Mais, Kettani était un général que la politique ne tentait pas. Il refusa d’être le troisième homme du conseil, malgré toutes les démarches entreprises. Il a déclaré ne « vouloir trahir personne » : il ne voulait ni être « pour le peuple marocain contre la France, ni pour la France contre le peuple marocain ».

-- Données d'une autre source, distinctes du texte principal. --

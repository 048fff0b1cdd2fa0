use std::{future::Future, pin::Pin};

use anyhow::{Context, Result};
use log::{debug, info, warn};

use crate::storage::Storage;
use crate::wire::WireReading;

pub type UplinkFuture<'a> = Pin<Box<dyn Future<Output = Result<()>> + Send + 'a>>;

/// Upstream transport for stored readings.
///
/// `publish` must only resolve to `Ok` once the remote side has durably
/// accepted the whole batch; anything else leaves the batch unsynced so it is
/// offered again next round.
pub trait Uplink: Send + Sync {
    fn name(&self) -> &str;
    fn publish<'a>(&'a self, batch: &'a [WireReading]) -> UplinkFuture<'a>;
}

#[derive(Debug, Clone, Copy, Default, PartialEq, Eq)]
pub struct SyncReport {
    pub offered: usize,
    pub marked: usize,
}

/// Pushes one oldest-first batch of unsynced readings and marks it on success.
pub async fn sync_pending(
    storage: &Storage,
    uplink: &dyn Uplink,
    channel: u8,
    limit: u64,
) -> Result<SyncReport> {
    let pending = storage
        .get_unsynced_readings(limit)
        .await
        .context("failed to load unsynced readings")?;
    if pending.is_empty() {
        debug!("Nothing to sync");
        return Ok(SyncReport::default());
    }

    let batch: Vec<WireReading> = pending
        .iter()
        .map(|reading| WireReading::from_reading(reading, channel))
        .collect();

    if let Err(err) = uplink.publish(&batch).await {
        warn!(
            "Uplink {} rejected {} readings, will retry: {err:#}",
            uplink.name(),
            batch.len()
        );
        return Ok(SyncReport {
            offered: batch.len(),
            marked: 0,
        });
    }

    let ids: Vec<i64> = pending.iter().map(|reading| reading.id).collect();
    let marked = storage
        .mark_synced(&ids)
        .await
        .context("failed to mark readings as synced")?;
    info!("Synced {marked} readings via {}", uplink.name());

    Ok(SyncReport {
        offered: batch.len(),
        marked,
    })
}

#[cfg(test)]
mod tests {
    use std::sync::{
        atomic::{AtomicBool, Ordering},
        Mutex,
    };

    use anyhow::anyhow;
    use pretty_assertions::assert_eq;

    use super::*;
    use crate::db::test_support::temp_db_path;
    use crate::db::DatabaseOptions;
    use crate::detector::OccupancyState;
    use crate::storage::StorageConfig;

    #[derive(Default)]
    struct RecordingUplink {
        reject: AtomicBool,
        received: Mutex<Vec<WireReading>>,
    }

    impl Uplink for RecordingUplink {
        fn name(&self) -> &str {
            "test"
        }

        fn publish<'a>(&'a self, batch: &'a [WireReading]) -> UplinkFuture<'a> {
            Box::pin(async move {
                if self.reject.load(Ordering::SeqCst) {
                    return Err(anyhow!("remote unavailable"));
                }
                self.received.lock().unwrap().extend_from_slice(batch);
                Ok(())
            })
        }
    }

    async fn storage_with(voltages: &[f64], synthetic: bool) -> Storage {
        let storage = Storage::open(
            temp_db_path(),
            DatabaseOptions::default(),
            StorageConfig::default(),
        )
        .unwrap();
        for &v in voltages {
            storage
                .store_reading(v, 10.0, OccupancyState::Asleep, 0.0, synthetic)
                .await;
        }
        storage
    }

    #[tokio::test]
    async fn acknowledged_batches_are_marked_in_order() {
        let storage = storage_with(&[1.0, 2.0, 3.0], false).await;
        let uplink = RecordingUplink::default();

        let first = sync_pending(&storage, &uplink, 0, 2).await.unwrap();
        assert_eq!(first, SyncReport { offered: 2, marked: 2 });
        let second = sync_pending(&storage, &uplink, 0, 2).await.unwrap();
        assert_eq!(second, SyncReport { offered: 1, marked: 1 });
        let third = sync_pending(&storage, &uplink, 0, 2).await.unwrap();
        assert_eq!(third, SyncReport::default());

        let received = uplink.received.lock().unwrap();
        assert_eq!(
            received.iter().map(|w| w.voltage).collect::<Vec<_>>(),
            vec![1.0, 2.0, 3.0]
        );
        assert!(received.iter().all(|w| w.sensor_type == "fsr408" && !w.simulated));
    }

    #[tokio::test]
    async fn rejected_batch_stays_unsynced() {
        let storage = storage_with(&[1.0, 2.0], true).await;
        let uplink = RecordingUplink::default();
        uplink.reject.store(true, Ordering::SeqCst);

        let report = sync_pending(&storage, &uplink, 0, 10).await.unwrap();
        assert_eq!(report, SyncReport { offered: 2, marked: 0 });
        assert_eq!(storage.get_stats().await.unwrap().unsynced_readings, 2);

        uplink.reject.store(false, Ordering::SeqCst);
        sync_pending(&storage, &uplink, 0, 10).await.unwrap();
        assert_eq!(storage.get_stats().await.unwrap().unsynced_readings, 0);
        assert!(uplink.received.lock().unwrap().iter().all(|w| w.simulated));
    }
}
//! Startup configuration.
//!
//! Read once from an optional JSON file, then patched from `SLEEPSENSE_*`
//! environment variables. Every field has a default so an empty or missing
//! file yields a working mock-free monitor on ADC channel 0.

use std::{
    env, fs,
    path::{Path, PathBuf},
    time::Duration,
};

use anyhow::{anyhow, Context, Result};
use log::info;
use serde::{Deserialize, Serialize};

use crate::adc::{DataRate, Gain, RetryPolicy, DEFAULT_ADDRESS};
use crate::db::DatabaseOptions;
use crate::sensor::CalibrationOptions;
use crate::storage::StorageConfig;

pub const CONFIG_PATH_VAR: &str = "SLEEPSENSE_CONFIG";
pub const DEFAULT_CONFIG_PATH: &str = "sleepsense.json";

#[derive(Debug, Clone, Serialize, Deserialize)]
#[serde(default)]
pub struct DeviceConfig {
    pub i2c_bus: String,
    pub address: u8,
    pub channel: u8,
    pub gain: Gain,
    pub data_rate: DataRate,
    /// Never touch the bus; readings come from the driver's mock backend.
    pub mock: bool,
    /// Start on synthetic data even when real hardware is present.
    pub synthetic: bool,
    pub read_timeout_ms: u64,
    pub retry_attempts: u32,
    pub retry_backoff_ms: u64,
}

impl Default for DeviceConfig {
    fn default() -> Self {
        Self {
            i2c_bus: "/dev/i2c-1".into(),
            address: DEFAULT_ADDRESS,
            channel: 0,
            gain: Gain::default(),
            data_rate: DataRate::default(),
            mock: false,
            synthetic: false,
            read_timeout_ms: 100,
            retry_attempts: 3,
            retry_backoff_ms: 100,
        }
    }
}

impl DeviceConfig {
    pub fn read_timeout(&self) -> Duration {
        Duration::from_millis(self.read_timeout_ms)
    }

    pub fn retry(&self) -> RetryPolicy {
        RetryPolicy {
            attempts: self.retry_attempts,
            backoff_step: Duration::from_millis(self.retry_backoff_ms),
        }
    }
}

#[derive(Debug, Clone, Serialize, Deserialize)]
#[serde(default)]
pub struct SamplingConfig {
    pub rate_hz: f64,
    pub variance_window: usize,
    pub buffer_capacity: usize,
}

impl Default for SamplingConfig {
    fn default() -> Self {
        Self {
            rate_hz: 10.0,
            variance_window: 20,
            buffer_capacity: 100,
        }
    }
}

impl SamplingConfig {
    const MIN_PERIOD: Duration = Duration::from_millis(1);
    const MAX_PERIOD: Duration = Duration::from_secs(3600);

    /// Tick period for `rate_hz`, kept within 1 ms ..= 1 h.
    pub fn period(&self) -> Duration {
        if self.rate_hz.is_nan() || self.rate_hz <= 0.0 {
            return Duration::from_millis(100);
        }
        Duration::try_from_secs_f64(1.0 / self.rate_hz)
            .unwrap_or(Self::MAX_PERIOD)
            .clamp(Self::MIN_PERIOD, Self::MAX_PERIOD)
    }
}

#[derive(Debug, Clone, Serialize, Deserialize)]
#[serde(default)]
pub struct DetectorSettings {
    pub sleep_delay_secs: u64,
    /// Volts above the calibrated baseline before the bed counts as occupied.
    pub empty_margin: f64,
}

impl Default for DetectorSettings {
    fn default() -> Self {
        Self {
            sleep_delay_secs: 60,
            empty_margin: 0.2,
        }
    }
}

impl DetectorSettings {
    pub fn sleep_delay(&self) -> Duration {
        Duration::from_secs(self.sleep_delay_secs)
    }
}

#[derive(Debug, Clone, Serialize, Deserialize)]
#[serde(default)]
pub struct CalibrationSettings {
    pub samples: usize,
    pub window_ms: u64,
    pub settle_ms: u64,
}

impl Default for CalibrationSettings {
    fn default() -> Self {
        Self {
            samples: 50,
            window_ms: 5000,
            settle_ms: 5000,
        }
    }
}

impl CalibrationSettings {
    pub fn options(&self) -> CalibrationOptions {
        CalibrationOptions {
            samples: self.samples,
            window: Duration::from_millis(self.window_ms),
            settle: Duration::from_millis(self.settle_ms),
        }
    }
}

#[derive(Debug, Clone, Serialize, Deserialize)]
#[serde(default)]
pub struct RecordingConfig {
    pub pre_roll: usize,
    pub post_roll: u32,
}

impl Default for RecordingConfig {
    fn default() -> Self {
        Self {
            pre_roll: crate::recording::PRE_ROLL_SAMPLES,
            post_roll: crate::recording::POST_ROLL_SAMPLES,
        }
    }
}

#[derive(Debug, Clone, Serialize, Deserialize)]
#[serde(default)]
pub struct StorageSettings {
    pub db_path: PathBuf,
    pub retention_days: i64,
    pub overflow_capacity: usize,
    pub cleanup_interval: u64,
    pub write_attempts: u32,
    pub retry_backoff_ms: u64,
    pub busy_timeout_ms: u64,
}

impl Default for StorageSettings {
    fn default() -> Self {
        Self {
            db_path: PathBuf::from("sleepsense.sqlite3"),
            retention_days: 30,
            overflow_capacity: 1000,
            cleanup_interval: 100,
            write_attempts: 3,
            retry_backoff_ms: 100,
            busy_timeout_ms: 250,
        }
    }
}

#[derive(Debug, Clone, Serialize, Deserialize)]
#[serde(default)]
pub struct IdentityConfig {
    pub device_id: String,
    pub user_id: String,
}

impl Default for IdentityConfig {
    fn default() -> Self {
        Self {
            device_id: "rpi_node_1".into(),
            user_id: "user_001".into(),
        }
    }
}

#[derive(Debug, Clone, Serialize, Deserialize)]
#[serde(default)]
pub struct SyncConfig {
    pub interval_secs: u64,
    pub batch_limit: u64,
}

impl Default for SyncConfig {
    fn default() -> Self {
        Self {
            interval_secs: 10,
            batch_limit: 100,
        }
    }
}

impl SyncConfig {
    pub fn interval(&self) -> Duration {
        Duration::from_secs(self.interval_secs.max(1))
    }
}

#[derive(Debug, Clone, Default, Serialize, Deserialize)]
#[serde(default)]
pub struct MonitorConfig {
    pub device: DeviceConfig,
    pub sampling: SamplingConfig,
    pub detector: DetectorSettings,
    pub calibration: CalibrationSettings,
    pub recording: RecordingConfig,
    pub storage: StorageSettings,
    pub identity: IdentityConfig,
    pub sync: SyncConfig,
}

impl MonitorConfig {
    /// Loads from `SLEEPSENSE_CONFIG` (or `sleepsense.json`) plus env overrides.
    pub fn load() -> Result<Self> {
        let path = env::var(CONFIG_PATH_VAR)
            .map(PathBuf::from)
            .unwrap_or_else(|_| PathBuf::from(DEFAULT_CONFIG_PATH));
        let mut config = Self::from_file(&path)?;
        config.apply_overrides(|key| env::var(key).ok())?;
        Ok(config)
    }

    /// A missing file means defaults; a malformed one is an error.
    pub fn from_file(path: &Path) -> Result<Self> {
        if !path.exists() {
            info!("No config at {}, using defaults", path.display());
            return Ok(Self::default());
        }

        let contents = fs::read_to_string(path)
            .with_context(|| format!("Failed to read config from {}", path.display()))?;
        serde_json::from_str(&contents)
            .with_context(|| format!("Failed to parse config at {}", path.display()))
    }

    pub fn apply_overrides(&mut self, lookup: impl Fn(&str) -> Option<String>) -> Result<()> {
        if let Some(path) = lookup("SLEEPSENSE_DB_PATH") {
            self.storage.db_path = PathBuf::from(path);
        }
        if let Some(device_id) = lookup("SLEEPSENSE_DEVICE_ID") {
            self.identity.device_id = device_id;
        }
        if let Some(user_id) = lookup("SLEEPSENSE_USER_ID") {
            self.identity.user_id = user_id;
        }
        if let Some(mock) = lookup("SLEEPSENSE_MOCK_ADC") {
            self.device.mock = parse_flag(&mock)
                .ok_or_else(|| anyhow!("Invalid SLEEPSENSE_MOCK_ADC: {mock}"))?;
        }
        Ok(())
    }

    pub fn storage_config(&self) -> StorageConfig {
        StorageConfig {
            retention: chrono::Duration::days(self.storage.retention_days),
            overflow_capacity: self.storage.overflow_capacity,
            cleanup_interval: self.storage.cleanup_interval,
            write_attempts: self.storage.write_attempts,
            retry_backoff: Duration::from_millis(self.storage.retry_backoff_ms),
            device_id: self.identity.device_id.clone(),
            user_id: self.identity.user_id.clone(),
        }
    }

    pub fn database_options(&self) -> DatabaseOptions {
        DatabaseOptions {
            busy_timeout: Duration::from_millis(self.storage.busy_timeout_ms),
        }
    }

    pub fn log_config(&self) {
        info!("Configuration loaded:");
        info!(
            "  device   : {} @ 0x{:02X} ch{} ({:?}, mock={})",
            self.device.i2c_bus,
            self.device.address,
            self.device.channel,
            self.device.gain,
            self.device.mock
        );
        info!(
            "  sampling : {} Hz, variance window {}",
            self.sampling.rate_hz, self.sampling.variance_window
        );
        info!(
            "  storage  : {} (retention {} d, overflow {})",
            self.storage.db_path.display(),
            self.storage.retention_days,
            self.storage.overflow_capacity
        );
        info!(
            "  identity : {} / {}",
            self.identity.device_id, self.identity.user_id
        );
    }
}

fn parse_flag(value: &str) -> Option<bool> {
    match value.trim().to_ascii_lowercase().as_str() {
        "1" | "true" | "yes" | "on" => Some(true),
        "0" | "false" | "no" | "off" => Some(false),
        _ => None,
    }
}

A la suite de cet épisode, nous apprîmes que le général Boyer de Latour offrait sa démission si le gouvernement n’acceptait pas son plan d’action. Celui-ci n’admettait le retrait de Ben Arafa, que lorsque l’accord aurait été passé sur la composition du conseil du trône et sur la composition du gouvernement marocain qui, selon lui, devrait comprendre une majorité de traditionalistes. Donc un conseil docile, et un gouvernement garant de l’intangibilité du traité de Fès. Ce plan prévoyait l’octroi aux Français du Maroc d’un statut leur assurant leur autonomie politique. Enfin, un statut particulier était préconisé, pour les tribus, en vue de leur garantir leur individualité !
En somme, une partie du Maroc relèverait du domaine de la souveraineté française, l’autre partie, laissée en principe aux Marocains, serait elle-même divisée en plusieurs zones. Cette conception semblait s’inspirer des idées émises, deux ans auparavant, par le président Emile Roche29 .
Quant au président E. Faure, approuvé par A. Pinay, il avait hâte de régler au préalable, le cas de Ben Arafa. Ce n’est que par la suite, qu’on installerait le conseil du trône, et que le gouvernement marocain pourrait être constitué. Sa méthode était d’agir par étape, en maintenant la « concertation » avec « les nationalistes » marocains, c’est-à-dire avec le parti de l’Istiqlal. Au cours de son séjour à Paris, le général B. De Latour, qui voulait ignorer les accords d’Antsirabé, avait proposé la rupture du dialogue. « Dites-leur que c’est à prendre ou à laisser », avait-il conseillé à M. Pierre July.